HOW TO COMPLETE THIS TASK
Each entry must be duplicated precisely, with nothing left out.

Collected data entries
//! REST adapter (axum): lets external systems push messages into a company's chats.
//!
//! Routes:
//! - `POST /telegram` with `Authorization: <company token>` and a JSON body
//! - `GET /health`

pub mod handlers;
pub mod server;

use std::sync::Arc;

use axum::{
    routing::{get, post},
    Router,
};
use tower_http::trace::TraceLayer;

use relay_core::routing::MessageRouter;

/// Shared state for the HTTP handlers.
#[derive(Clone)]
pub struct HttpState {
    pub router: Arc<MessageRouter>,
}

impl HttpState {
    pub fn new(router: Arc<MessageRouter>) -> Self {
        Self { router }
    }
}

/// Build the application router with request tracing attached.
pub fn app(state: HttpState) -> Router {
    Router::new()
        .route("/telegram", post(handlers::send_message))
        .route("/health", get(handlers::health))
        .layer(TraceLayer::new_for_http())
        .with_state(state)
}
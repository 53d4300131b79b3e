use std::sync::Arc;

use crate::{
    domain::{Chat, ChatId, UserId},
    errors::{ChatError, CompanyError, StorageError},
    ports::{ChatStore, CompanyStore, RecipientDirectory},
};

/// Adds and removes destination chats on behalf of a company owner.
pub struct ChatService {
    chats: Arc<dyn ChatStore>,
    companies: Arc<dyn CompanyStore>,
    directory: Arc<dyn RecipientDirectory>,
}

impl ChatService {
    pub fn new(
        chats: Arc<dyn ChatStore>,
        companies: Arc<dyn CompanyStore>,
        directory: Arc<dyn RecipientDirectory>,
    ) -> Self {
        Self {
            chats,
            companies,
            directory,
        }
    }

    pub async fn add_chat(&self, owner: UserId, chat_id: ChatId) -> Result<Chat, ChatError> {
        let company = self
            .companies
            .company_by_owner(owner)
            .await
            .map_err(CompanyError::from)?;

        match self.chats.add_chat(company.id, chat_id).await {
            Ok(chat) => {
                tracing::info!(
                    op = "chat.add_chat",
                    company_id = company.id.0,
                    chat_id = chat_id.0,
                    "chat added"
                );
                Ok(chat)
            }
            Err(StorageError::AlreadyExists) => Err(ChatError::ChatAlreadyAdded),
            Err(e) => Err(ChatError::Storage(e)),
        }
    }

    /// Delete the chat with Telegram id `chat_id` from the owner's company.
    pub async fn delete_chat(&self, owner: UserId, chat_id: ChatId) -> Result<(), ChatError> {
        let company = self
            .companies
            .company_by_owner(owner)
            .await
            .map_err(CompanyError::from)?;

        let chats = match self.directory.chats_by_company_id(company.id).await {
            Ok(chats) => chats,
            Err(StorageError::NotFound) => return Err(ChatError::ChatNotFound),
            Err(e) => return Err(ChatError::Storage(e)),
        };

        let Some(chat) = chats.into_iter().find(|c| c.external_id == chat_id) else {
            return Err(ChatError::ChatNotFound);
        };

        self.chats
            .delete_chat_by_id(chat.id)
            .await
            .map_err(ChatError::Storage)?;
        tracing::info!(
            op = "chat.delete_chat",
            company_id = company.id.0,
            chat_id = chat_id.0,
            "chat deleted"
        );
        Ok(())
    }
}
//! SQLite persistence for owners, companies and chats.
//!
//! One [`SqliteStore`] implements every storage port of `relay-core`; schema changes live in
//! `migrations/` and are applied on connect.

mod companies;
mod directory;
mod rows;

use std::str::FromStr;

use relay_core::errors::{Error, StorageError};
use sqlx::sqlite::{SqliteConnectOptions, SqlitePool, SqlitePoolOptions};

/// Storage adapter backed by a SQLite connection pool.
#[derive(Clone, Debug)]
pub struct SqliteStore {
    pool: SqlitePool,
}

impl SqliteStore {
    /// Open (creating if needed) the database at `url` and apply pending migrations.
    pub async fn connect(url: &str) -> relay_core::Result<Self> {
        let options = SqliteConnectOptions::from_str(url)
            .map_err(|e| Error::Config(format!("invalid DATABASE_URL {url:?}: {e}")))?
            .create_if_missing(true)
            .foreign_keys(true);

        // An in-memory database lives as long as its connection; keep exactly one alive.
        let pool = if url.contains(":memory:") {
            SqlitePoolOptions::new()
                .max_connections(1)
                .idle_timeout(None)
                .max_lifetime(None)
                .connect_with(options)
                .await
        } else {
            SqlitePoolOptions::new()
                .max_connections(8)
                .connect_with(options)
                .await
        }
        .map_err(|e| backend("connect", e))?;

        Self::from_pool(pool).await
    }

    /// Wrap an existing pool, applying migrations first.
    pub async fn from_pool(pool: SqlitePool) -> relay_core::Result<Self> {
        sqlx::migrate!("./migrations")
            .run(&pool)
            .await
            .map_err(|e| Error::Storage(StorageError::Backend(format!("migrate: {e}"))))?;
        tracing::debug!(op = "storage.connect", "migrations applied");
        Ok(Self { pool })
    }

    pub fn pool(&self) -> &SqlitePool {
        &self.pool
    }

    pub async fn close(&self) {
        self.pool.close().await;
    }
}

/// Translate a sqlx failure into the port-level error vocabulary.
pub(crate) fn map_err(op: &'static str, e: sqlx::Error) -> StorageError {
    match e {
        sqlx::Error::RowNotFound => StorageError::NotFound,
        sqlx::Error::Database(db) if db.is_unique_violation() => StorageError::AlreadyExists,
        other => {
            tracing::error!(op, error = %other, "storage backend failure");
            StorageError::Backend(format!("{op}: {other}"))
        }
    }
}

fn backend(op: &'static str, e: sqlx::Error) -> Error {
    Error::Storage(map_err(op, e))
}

REPLY
//! REST adapter (axum): lets external systems push messages into a company's chats.
//!
//! Routes:
//! - `POST /telegram` with `Authorization: <company token>` and a JSON body
//! - `GET /health`

pub mod handlers;
pub mod server;

use std::sync::Arc;

use axum::{
    routing::{get, post},
    Router,
};
use tower_http::trace::TraceLayer;

use relay_core::routing::MessageRouter;

/// Shared state for the HTTP handlers.
#[derive(Clone)]
pub struct HttpState {
    pub router: Arc<MessageRouter>,
}

impl HttpState {
    pub fn new(router: Arc<MessageRouter>) -> Self {
        Self { router }
    }
}

/// Build the application router with request tracing attached.
pub fn app(state: HttpState) -> Router {
    Router::new()
        .route("/telegram", post(handlers::send_message))
        .route("/health", get(handlers::health))
        .layer(TraceLayer::new_for_http())
        .with_state(state)
}
repository 53d4300131b79b3e
use std::sync::Arc;

use crate::{
    domain::{Chat, ChatId, UserId},
    errors::{ChatError, CompanyError, StorageError},
    ports::{ChatStore, CompanyStore, RecipientDirectory},
};

/// Adds and removes destination chats on behalf of a company owner.
pub struct ChatService {
    chats: Arc<dyn ChatStore>,
    companies: Arc<dyn CompanyStore>,
    directory: Arc<dyn RecipientDirectory>,
}

impl ChatService {
    pub fn new(
        chats: Arc<dyn ChatStore>,
        companies: Arc<dyn CompanyStore>,
        directory: Arc<dyn RecipientDirectory>,
    ) -> Self {
        Self {
            chats,
            companies,
            directory,
        }
    }

    pub async fn add_chat(&self, owner: UserId, chat_id: ChatId) -> Result<Chat, ChatError> {
        let company = self
            .companies
            .company_by_owner(owner)
            .await
            .map_err(CompanyError::from)?;

        match self.chats.add_chat(company.id, chat_id).await {
            Ok(chat) => {
                tracing::info!(
                    op = "chat.add_chat",
                    company_id = company.id.0,
                    chat_id = chat_id.0,
                    "chat added"
                );
                Ok(chat)
            }
            Err(StorageError::AlreadyExists) => Err(ChatError::ChatAlreadyAdded),
            Err(e) => Err(ChatError::Storage(e)),
        }
    }

    /// Delete the chat with Telegram id `chat_id` from the owner's company.
    pub async fn delete_chat(&self, owner: UserId, chat_id: ChatId) -> Result<(), ChatError> {
        let company = self
            .companies
            .company_by_owner(owner)
            .await
            .map_err(CompanyError::from)?;

        let chats = match self.directory.chats_by_company_id(company.id).await {
            Ok(chats) => chats,
            Err(StorageError::NotFound) => return Err(ChatError::ChatNotFound),
            Err(e) => return Err(ChatError::Storage(e)),
        };

        let Some(chat) = chats.into_iter().find(|c| c.external_id == chat_id) else {
            return Err(ChatError::ChatNotFound);
        };

        self.chats
            .delete_chat_by_id(chat.id)
            .await
            .map_err(ChatError::Storage)?;
        tracing::info!(
            op = "chat.delete_chat",
            company_id = company.id.0,
            chat_id = chat_id.0,
            "chat deleted"
        );
        Ok(())
    }
}
//! SQLite persistence for owners, companies and chats.
//!
//! One [`SqliteStore`] implements every storage port of `relay-core`; schema changes live in
//! `migrations/` and are applied on connect.

mod companies;
mod directory;
mod rows;

use std::str::FromStr;

use relay_core::errors::{Error, StorageError};
use sqlx::sqlite::{SqliteConnectOptions, SqlitePool, SqlitePoolOptions};

/// Storage adapter backed by a SQLite connection pool.
#[derive(Clone, Debug)]
pub struct SqliteStore {
    pool: SqlitePool,
}

impl SqliteStore {
    /// Open (creating if needed) the database at `url` and apply pending migrations.
    pub async fn connect(url: &str) -> relay_core::Result<Self> {
        let options = SqliteConnectOptions::from_str(url)
            .map_err(|e| Error::Config(format!("invalid DATABASE_URL {url:?}: {e}")))?
            .create_if_missing(true)
            .foreign_keys(true);

        // An in-memory database lives as long as its connection; keep exactly one alive.
        let pool = if url.contains(":memory:") {
            SqlitePoolOptions::new()
                .max_connections(1)
                .idle_timeout(None)
                .max_lifetime(None)
                .connect_with(options)
                .await
        } else {
            SqlitePoolOptions::new()
                .max_connections(8)
                .connect_with(options)
                .await
        }
        .map_err(|e| backend("connect", e))?;

        Self::from_pool(pool).await
    }

    /// Wrap an existing pool, applying migrations first.
    pub async fn from_pool(pool: SqlitePool) -> relay_core::Result<Self> {
        sqlx::migrate!("./migrations")
            .run(&pool)
            .await
            .map_err(|e| Error::Storage(StorageError::Backend(format!("migrate: {e}"))))?;
        tracing::debug!(op = "storage.connect", "migrations applied");
        Ok(Self { pool })
    }

    pub fn pool(&self) -> &SqlitePool {
        &self.pool
    }

    pub async fn close(&self) {
        self.pool.close().await;
    }
}

/// Translate a sqlx failure into the port-level error vocabulary.
pub(crate) fn map_err(op: &'static str, e: sqlx::Error) -> StorageError {
    match e {
        sqlx::Error::RowNotFound => StorageError::NotFound,
        sqlx::Error::Database(db) if db.is_unique_violation() => StorageError::AlreadyExists,
        other => {
            tracing::error!(op, error = %other, "storage backend failure");
            StorageError::Backend(format!("{op}: {other}"))
        }
    }
}

fn backend(op: &'static str, e: sqlx::Error) -> Error {
    Error::Storage(map_err(op, e))
}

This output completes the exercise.